El Gran Puente de Danyang-Kunshan: una obra monumental en infraestructura ferroviaria
China ha marcado un antes y un después en el mundo de las infraestructuras con la construcción del Gran Puente de Danyang-Kunshan, reconocido como el puente más largo del planeta. Inaugurado en 2011, este impresionante viaducto ferroviario alcanza una longitud total de 164,8 kilómetros, consolidándose como una verdadera hazaña de la ingeniería moderna.
Ubicación y propósito del puente
Este puente forma parte integral de la línea de tren de alta velocidad que conecta las ciudades de Beijing y Shanghái, una de las rutas ferroviarias más importantes y transitadas de China. El viaducto atraviesa la provincia de Jiangsu, un sector clave por su densidad poblacional y por las particularidades geográficas que incluyen arrozales y el lago Yangcheng.
Para poner en perspectiva su extensión, la distancia que cubre por carretera equivale a la distancia desde Barcelona hasta la frontera francesa, o en línea recta, al trayecto entre Madrid y Valladolid.
Características técnicas y construcción
El puente presenta una altura media aproximada de 30 metros y está diseñado para soportar trenes de alta velocidad que circulan a velocidades alrededor de 300 km/h. Su estructura está sustentada por unas 5.200 columnas que llegan hasta capas profundas de roca sólida, asegurando la estabilidad y durabilidad ante distintas condiciones ambientales.

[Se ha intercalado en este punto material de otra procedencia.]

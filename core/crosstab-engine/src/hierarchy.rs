//! FILENAME: core/crosstab-engine/src/hierarchy.rs
//! Hierarchy Resolver - Display labels for nested-select values.
//!
//! A nested-select response stores the full selected path, e.g.
//! `"District,Taluka,Village"`. Without a drill level the report groups at
//! the root (`District`). When a filter pins level `L`, the report shows the
//! level just below the selection (`parts[L]`), falling back to the pinned
//! level itself for records that stop there.

use smallvec::SmallVec;

use crate::definition::FilterDescriptor;

/// Separator between levels in a stored path.
pub const PATH_SEPARATOR: char = ',';

/// Split path; most trees are at most four levels deep.
pub type LevelParts<'a> = SmallVec<[&'a str; 4]>;

/// Splits a stored path into its trimmed level parts.
pub fn split_path(stored: &str) -> LevelParts<'_> {
    stored.split(PATH_SEPARATOR).map(str::trim).collect()
}

/// Joins level labels back into a stored path.
pub fn join_path<S: AsRef<str>>(parts: &[S]) -> String {
    parts
        .iter()
        .map(|p| p.as_ref().trim())
        .collect::<Vec<_>>()
        .join(",")
}

/// Resolves the label a stored path is grouped under.
///
/// `drill_level` is the 1-based level a filter pinned on this field.
/// Returns None when the stored value carries no usable label.
pub fn resolve_label(stored: &str, drill_level: Option<u32>) -> Option<String> {
    let parts = split_path(stored);

    let label = match drill_level {
        None => parts.first().copied(),
        Some(level) => {
            let below = level as usize;
            parts
                .get(below)
                .or_else(|| parts.get(below.saturating_sub(1)))
                .or_else(|| parts.last())
                .copied()
        }
    }?;

    if label.is_empty() {
        None
    } else {
        Some(label.to_string())
    }
}

/// Labels above `displayed` in the stored path, root first.
/// Empty when `displayed` is not part of the path.
pub fn ancestor_labels(stored: &str, displayed: &str) -> Vec<String> {
    let parts = split_path(stored);
    match parts.iter().position(|p| *p == displayed) {
        Some(idx) => parts[..idx]
            .iter()
            .filter(|p| !p.is_empty())
            .map(|p| p.to_string())
            .collect(),
        None => Vec::new(),
    }
}

/// Label resolution for one hierarchical axis of a report.
#[derive(Debug, Clone, Copy, PartialEq, Eq, Default)]
pub struct HierarchyResolver {
    drill_level: Option<u32>,
}

impl HierarchyResolver {
    pub fn new(drill_level: Option<u32>) -> Self {
        HierarchyResolver { drill_level }
    }

    /// Takes the drill level from the filter targeting this field, if any.
    pub fn for_filter(active: Option<&FilterDescriptor>) -> Self {
        HierarchyResolver::new(active.and_then(|f| f.level).filter(|&l| l >= 1))
    }

    pub fn drill_level(&self) -> Option<u32> {
        self.drill_level
    }

    pub fn resolve(&self, stored: &str) -> Option<String> {
        resolve_label(stored, self.drill_level)
    }

    /// Ancestors to credit alongside `displayed`.
    /// Propagation only happens when no level is pinned.
    pub fn ancestors(&self, stored: &str, displayed: &str) -> Vec<String> {
        if self.drill_level.is_some() {
            return Vec::new();
        }
        ancestor_labels(stored, displayed)
    }
}
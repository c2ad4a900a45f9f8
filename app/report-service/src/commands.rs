//! FILENAME: app/report-service/src/commands.rs
//! PURPOSE: Commands of the interactive report builder.

use std::time::Instant;

use crosstab_engine::{compute_cross_tab_with, drill_down};

use crate::types::*;
use crate::utils::request_from_dto;
use crate::{log_enter, log_exit, log_info, log_warn, AppState};

// ============================================================================
// COMMANDS
// ============================================================================

/// Builds a cross-tab for the report builder
pub fn generate_cross_tab(
    state: &AppState,
    request: CrossTabRequestDto,
) -> Result<CrossTabResponse, String> {
    log_enter!(
        "CROSSTAB",
        "generate_cross_tab",
        "row={} col={} filters={}",
        request.row_field_id,
        request.column_field_id,
        request.filters.len()
    );
    let started = Instant::now();

    let engine_request = request_from_dto(&request);
    let settings = state.settings()?;

    let result = compute_cross_tab_with(
        &engine_request,
        state.catalog.as_ref(),
        state.store.as_ref(),
        &settings,
    )
    .map_err(|e| {
        log_warn!("CROSSTAB", "generate_cross_tab failed: {}", e);
        e.to_string()
    })?;

    let (rows, cols) = result.dimensions();
    log_info!(
        "CROSSTAB",
        "generated {}x{} mode={} grand_total={} in {:?}",
        rows,
        cols,
        engine_request.aggregation.as_str(),
        result.grand_total,
        started.elapsed()
    );
    log_exit!("CROSSTAB", "generate_cross_tab");
    Ok(result)
}

/// Lists the records behind a cell, row or column of a cross-tab
pub fn drill_down_cross_tab(
    state: &AppState,
    request: DrillDownRequestDto,
) -> Result<DrillDownResponse, String> {
    log_enter!(
        "CROSSTAB",
        "drill_down_cross_tab",
        "row_label={:?} column_label={:?}",
        request.row_label,
        request.column_label
    );

    let engine_request = request_from_dto(&request.request);
    let settings = state.settings()?;
    let max_records = request.max_records.unwrap_or(settings.drill_down_limit);

    let result = drill_down(
        &engine_request,
        request.row_label.as_deref(),
        request.column_label.as_deref(),
        max_records,
        state.catalog.as_ref(),
        state.store.as_ref(),
    )
    .map_err(|e| {
        log_warn!("CROSSTAB", "drill_down_cross_tab failed: {}", e);
        e.to_string()
    })?;

    log_exit!(
        "CROSSTAB",
        "drill_down_cross_tab",
        "total={} truncated={}",
        result.total_count,
        result.is_truncated
    );
    Ok(result)
}
/// Computes a cross-tab with explicit settings.
pub fn compute_cross_tab_with(
    request: &CrossTabRequest,
    catalog: &dyn FieldCatalog,
    store: &dyn RecordStore,
    settings: &EngineSettings,
) -> Result<CrossTabResult, CrossTabError> {
    let prepared = prepare(request, catalog, store)?;
    let calculator = CrossTabCalculator::new(
        &prepared.row_field,
        &prepared.column_field,
        &prepared.predicate,
        request.aggregation,
        settings,
    );
    Ok(calculator.calculate(&prepared.records))
}

/// Lists the records behind one cell. Omitting a label widens the
/// drill-down to the whole column (row label None) or row (column label None).
pub fn drill_down(
    request: &CrossTabRequest,
    row_label: Option<&str>,
    column_label: Option<&str>,
    max_records: usize,
    catalog: &dyn FieldCatalog,
    store: &dyn RecordStore,
) -> Result<DrillDownResult, CrossTabError> {
    let prepared = prepare(request, catalog, store)?;
    let raw = aggregate(
        &prepared.row_field,
        &prepared.column_field,
        &prepared.predicate,
        &prepared.records,
    );

    let mut result = DrillDownResult::new(
        row_label.map(str::to_string),
        column_label.map(str::to_string),
        max_records,
    );

    let row_id = match row_label {
        Some(label) => match raw.row_labels.get(label) {
            Some(id) => Some(id),
            None => return Ok(result),
        },
        None => None,
    };
    let column_id = match column_label {
        Some(label) => match raw.column_labels.get(label) {
            Some(id) => Some(id),
            None => return Ok(result),
        },
        None => None,
    };

    for (record_id, cells) in &raw.memberships {
        let hit = cells.iter().any(|&(r, c)| {
            row_id.map_or(true, |id| id == r) && column_id.map_or(true, |id| id == c)
        });
        if hit {
            result.total_count += 1;
            if result.record_ids.len() < max_records {
                result.record_ids.push(*record_id);
            }
        }
    }

    result.is_truncated = result.total_count > max_records;
    Ok(result)
}
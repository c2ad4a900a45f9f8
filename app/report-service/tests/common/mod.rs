//! FILENAME: tests/common/mod.rs
//! Test harness and fixtures for report service integration tests.

#![allow(dead_code)]

use std::sync::Arc;

use crosstab_engine::{EngineSettings, Field, FieldId, FieldKind, MemoryStore, OptionsSpec};
use report_service::{AppState, CrossTabRequestDto, FilterDto};
use serde_json::{json, Value};

pub const GENDER: FieldId = 1;
pub const DISABILITY: FieldId = 2;
pub const LOCATION: FieldId = 3;
pub const AGE: FieldId = 4;
pub const REGISTERED: FieldId = 5;

/// Test harness for creating and managing test state.
pub struct TestHarness {
    pub state: AppState,
}

impl TestHarness {
    /// Create a harness over an empty store.
    pub fn new() -> Self {
        TestHarness {
            state: report_service::create_app_state(),
        }
    }

    /// Create a harness over the survey fixture.
    pub fn with_survey_data() -> Self {
        Self::with_settings(EngineSettings::default())
    }

    pub fn with_settings(settings: EngineSettings) -> Self {
        TestHarness {
            state: AppState::with_store(Arc::new(survey_store()), settings),
        }
    }
}

/// Fields declared the way the form builder stores them.
pub fn survey_fields() -> Vec<Field> {
    vec![
        Field::new(GENDER, "gender", FieldKind::Select)
            .with_display_name("Gender")
            .with_options(OptionsSpec::flat(["Male", "Female", "Other"])),
        Field::new(DISABILITY, "disability_type", FieldKind::Select)
            .with_display_name("Disability Type")
            .with_options(OptionsSpec::from_value(&json!([
                {"value": "Visual", "label": "Visual impairment"},
                {"value": "Hearing", "label": "Hearing impairment"},
                {"value": "Locomotor", "label": "Locomotor disability"},
            ]))),
        Field::new(LOCATION, "location", FieldKind::NestedSelect)
            .with_display_name("Location")
            .with_options(OptionsSpec::from_value(&json!([
                {"name": "District", "options": ["Pune", "Nashik"]},
                {"name": "Taluka", "options": "Pune: Haveli, Mulshi\nNashik: Igatpuri"},
                {"name": "Village", "options": "Haveli: Wagholi, Lohegaon\nIgatpuri: Ghoti"},
            ]))),
        Field::new(AGE, "age", FieldKind::Number).with_display_name("Age"),
        Field::new(REGISTERED, "registered_on", FieldKind::Date),
    ]
}

/// Eight respondents.
///
/// | id | gender | disability | location               | age | registered |
/// |----|--------|------------|------------------------|-----|------------|
/// | 1  | Female | Visual     | Pune,Haveli,Wagholi    | 34  | 2024-01-15 |
/// | 2  | Male   | Hearing    | Pune,Haveli            | 12  | 2024-02-03 |
/// | 3  | Male   | Visual     | Pune,Mulshi            | 58  | 2024-03-20 |
/// | 4  | Female | Locomotor  | Nashik,Igatpuri,Ghoti  | 41  | 2024-04-11 |
/// | 5  | Other  | Visual     | Pune,Haveli,Lohegaon   | 27  | 2024-05-30 |
/// | 6  | Male   | Locomotor  | Nashik                 | 66  | 2024-06-01 |
/// | 7  | Female | Hearing    | Pune,Haveli,Wagholi    |     | 2024-06-18 |
/// | 8  | Male   | (none)     | Pune,Mulshi            | 19  |            |
pub fn survey_store() -> MemoryStore {
    let mut store = MemoryStore::new();
    for field in survey_fields() {
        store.add_field(field);
    }

    let rows: [(u64, &str, &str, &str, &str, &str); 8] = [
        (1, "Female", "Visual", "Pune,Haveli,Wagholi", "34", "2024-01-15"),
        (2, "Male", "Hearing", "Pune,Haveli", "12", "2024-02-03"),
        (3, "Male", "Visual", "Pune,Mulshi", "58", "2024-03-20"),
        (4, "Female", "Locomotor", "Nashik,Igatpuri,Ghoti", "41", "2024-04-11"),
        (5, "Other", "Visual", "Pune,Haveli,Lohegaon", "27", "2024-05-30"),
        (6, "Male", "Locomotor", "Nashik", "66", "2024-06-01"),
        (7, "Female", "Hearing", "Pune,Haveli,Wagholi", "", "2024-06-18"),
        (8, "Male", "", "Pune,Mulshi", "19", ""),
    ];

    for (id, gender, disability, location, age, registered) in rows {
        let responses = [
            (GENDER, gender),
            (DISABILITY, disability),
            (LOCATION, location),
            (AGE, age),
            (REGISTERED, registered),
        ];
        for (field_id, value) in responses {
            if !value.is_empty() {
                store.add_response(id, field_id, value);
            }
        }
    }
    store
}

pub fn request(row: FieldId, column: FieldId) -> CrossTabRequestDto {
    CrossTabRequestDto {
        row_field_id: row,
        column_field_id: column,
        filters: Vec::new(),
        aggregation_type: None,
    }
}

pub fn filter(field_id: FieldId, operator: &str, value: Value) -> FilterDto {
    FilterDto {
        field_id,
        operator: operator.to_string(),
        value,
        level: None,
        hierarchy_path: None,
    }
}

pub fn location_filter(path: &[&str]) -> FilterDto {
    FilterDto {
        field_id: LOCATION,
        operator: "equals".to_string(),
        value: json!(path.last().copied().unwrap_or_default()),
        level: Some(path.len() as u32),
        hierarchy_path: Some(path.iter().map(|s| s.to_string()).collect()),
    }
}

/// Asserts the count-mode total identities of a result.
pub fn assert_totals_consistent(result: &crosstab_engine::CrossTabResult) {
    let (rows, cols) = result.dimensions();
    assert_eq!(result.data.len(), rows);
    assert_eq!(result.row_totals.len(), rows);
    assert_eq!(result.column_totals.len(), cols);

    for (i, row) in result.data.iter().enumerate() {
        assert_eq!(row.len(), cols);
        assert_eq!(row.iter().sum::<f64>(), result.row_totals[i]);
    }
    for j in 0..cols {
        let col: f64 = result.data.iter().map(|row| row[j]).sum();
        assert_eq!(col, result.column_totals[j]);
    }
    assert_eq!(result.row_totals.iter().sum::<f64>(), result.grand_total);
    assert_eq!(result.column_totals.iter().sum::<f64>(), result.grand_total);
}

Una de las secciones más destacadas, de unos 9 kilómetros, cruza el lago Yangcheng y ha sido reforzada especialmente para resistir terremotos de magnitud 8 en la escala de Richter, lo que implica una capacidad de resistencia ante desastres naturales violentos y de gran impacto.
Materiales y recursos utilizados
Para su edificación se utilizaron cerca de 450.000 toneladas de acero, cantidad suficiente para construir unas 65 torres Eiffel, lo que ejemplifica la magnitud del proyecto. Además, se emplearon alrededor de 2,3 millones de metros cúbicos de cemento, equivalente a llenar unas 3.800 piscinas olímpicas.
Tiempo y recursos humanos
La construcción del Gran Puente de Danyang-Kunshan se llevó a cabo en un tiempo récord de aproximadamente cuatro años, de 2006 a 2010, movilizando a más de 10.000 trabajadores. La inversión estimada en la obra superó los 8.500 millones de dólares (alrededor de 7.800 millones de euros al cambio actual).
Importancia estratégica y contexto actual
El puente no solo ha cambiado el paradigma de las infraestructuras ferroviarias sino que también ha mejorado significativamente el transporte en la región. Por ejemplo, el trayecto entre Ningbo y Jiaxing, que antes podía durar unas 4,5 horas en carretera, se ha reducido a tan solo 2 horas gracias a la línea de alta velocidad que utiliza este viaducto.
El Gran Puente de Danyang-Kunshan sigue manteniendo, a día de hoy, el récord Guinness de la estructura más larga del mundo en cualquier categoría, siendo un símbolo del avance tecnológico y el poder constructivo de China.
Un icono de la ingeniería mundial
Esta monumental obra de ingeniería demuestra no solo la capacidad para superar retos técnicos complejos, sino también la planificación y recursos necesarios para ejecutar proyectos de gran escala. Además de su tamaño, el puente cuenta con 22 túneles que suman aproximadamente 16 kilómetros, integrando soluciones para atravesar distintos obstáculos geográficos.
En comparación con otras estructuras similares, el puente anterior que ostentaba el récord fue el viaducto ferroviario Changhua-Kaohsiung, en Taiwán, con 157,3 kilómetros, y el tercero más largo es un puente ferroviario de alta velocidad en Japón. Esto resalta la concentración asiática en infraestructuras ferroviarias avanzadas y extensas.
En definitiva, el Gran Puente de Danyang-Kunshan es uno de los máximos exponentes actuales de la ingeniería civil, destacando por su precisión técnica, magnitud y durabilidad frente a factores naturales adversos.